For over 30 years, he personalized high school diplomas, prepared penmanship copy books for business colleges and art schools, inscribed memorial parchments eulogizing prominent men, including the late William Rockhill Nelson, Warren Harding, Woodrow Wilson, and several other presidents, and produced a plaque that was presented to Queen Marie of Romania when she visited Kansas City in 1926. He also testified in trials as a handwriting expert.
F. W. Tamblyn was described as always being a hard worker who possessed good judgement was honest, sincere and always endeavored to give students and customers full value and more where possible. He embodied business abilities with his art and had made a success financially as well as made a contribution to society in a way of starting thousands on the road to better penmanship.
As a result of the business conditions in the 1930s, he began to devote greater attention to engrossing and diplomas. After the depression of the early thirties, the manufacturing of diplomas began. He offered lithographed diplomas that were personalized and all kinds of booklet diplomas with handsomely embossed covers of leather that were produced in his bindery.
Tamblyn was fortunate to secure the services of Stephen A. Ziller early on. A 1932 graduate of the Zanerian College in Columbus, Ohio, Ziller was a good designer and fine engrosser with considerable ability. Together Tamblyn and Ziller labored for nearly 5 years. A good share of their success was attributed to Ziller's ability and industry. In 1936, Tamblyn wanted to partially retire, and Ziller wanted to take over the business. Both men came to an agreement that set Ziller on a course of running the operation for the next 55 years.
In the declining years of his life Tamblyn was asked about his formula for success. His reply was, Service. And he believed that there were still great opportunities for both young men and women to succeed as at any time in the past. It was said that the whole secret is embodied in the following qualities: brains and hard work in the use of them, with diligent use of both hands and feet, personality, faithfulness, sincerity, honesty, ability and thorough qualification in the chosen profession, rendering if possible, greater service than competitors. In other words, 'More for less.' Remembering that volume with small individual profit is essential to financial success.

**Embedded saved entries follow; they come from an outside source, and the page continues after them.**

use crate::prelude::*;
use csv;
use std::fs::File;
use std::io::Read;
use std::path::{Path, PathBuf};

/// Column of the annotation tables holding the protein/domain names
pub const DESCRIPTION_COLUMN: &str = "signature_description";

/// Text a missing description cell is read as
pub const MISSING: &str = "nan";

/// Supplies the protein descriptions of one annotation table
///
/// `file_name` is a name as produced by a `FileLister`. All rows are read
/// before anything is returned, so a table that fails halfway never
/// contributes a partial column.
pub trait AnnotationSource {
    fn descriptions(&self, file_name: &str) -> Result<Vec<String>>;
}

/// Reads tab delimited annotation tables from a directory
///
/// Constructed through `TsvReaderBuilder`.
pub struct TsvAnnotationReader {
    directory: PathBuf,
    delimiter: u8,
    column: String,
}

impl TsvAnnotationReader {
    /// Reads the description column of a table from any reader.
    ///
    /// `file_name` only labels errors.
    pub fn read_from<R: Read>(&self, reader: R, file_name: &str) -> Result<Vec<String>> {
        let unreadable = |source| Error::UnreadableFile {
            file: file_name.into(),
            source,
        };
        let mut rdr = csv::ReaderBuilder::new()
            .has_headers(true)
            .flexible(true)
            .delimiter(self.delimiter)
            .from_reader(reader);

        let idx = rdr
            .headers()
            .map_err(unreadable)?
            .iter()
            .position(|h| h == self.column)
            .ok_or_else(|| Error::MissingColumn {
                file: file_name.into(),
                column: self.column.clone(),
            })?;

        let mut descriptions = vec![];
        for record in rdr.records() {
            let record = record.map_err(unreadable)?;
            let description = match record.get(idx) {
                Some(cell) if !cell.is_empty() => cell,
                _ => MISSING,
            };
            descriptions.push(description.to_string());
        }
        Ok(descriptions)
    }

    pub fn path(&self, file_name: &str) -> PathBuf {
        self.directory.join(file_name)
    }
}

impl AnnotationSource for TsvAnnotationReader {
    fn descriptions(&self, file_name: &str) -> Result<Vec<String>> {
        let file = File::open(self.path(file_name)).map_err(|e| Error::UnreadableFile {
            file: file_name.into(),
            source: e.into(),
        })?;
        self.read_from(file, file_name)
    }
}

pub struct TsvReaderBuilder {
    directory: PathBuf,
    delimiter: u8,
    column: String,
}

impl TsvReaderBuilder {
    /// Construct a new builder reading tables out of `directory`
    pub fn new<P: AsRef<Path>>(directory: P) -> Self {
        Self {
            directory: directory.as_ref().to_path_buf(),
            delimiter: b'\t',
            column: DESCRIPTION_COLUMN.to_owned(),
        }
    }

    pub fn delimiter(&mut self, delimiter: u8) -> &mut Self {
        self.delimiter = delimiter;
        self
    }

    pub fn column(&mut self, column: &str) -> &mut Self {
        self.column = column.to_owned();
        self
    }

    pub fn build(&self) -> TsvAnnotationReader {
        TsvAnnotationReader {
            directory: self.directory.clone(),
            delimiter: self.delimiter,
            column: self.column.clone(),
        }
    }
}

During the Christmas rush of 1944, while wrapping a large bundle with strong cord, Tamblyn made a quick hard pull to break the string when something 'snapped' in his shoulder. His writing hand became numb and excruciating pain resulted, leaving him unable to letter. Thus, the man who had known no limit in his ambition to serve the public with his pen work would now experience a physical limitation. He eventually developed arthritis in that arm. It was written that the Tamblyn name and work would live on as long as penmanship continued to be a profession. In fact, Tamblyn's name endures even now, long after the profession of penmanship was lost to the sands of time.
Having been in poor health for several years he had undergone several operations before his passing. On February 16, 1947, Frederick W. Tamblyn passed away at Research Hospital in Kansas City, Missouri. At the time he was residing at 2 East 58th Street and was buried in the Forest Hill Cemetery located in Kansas City.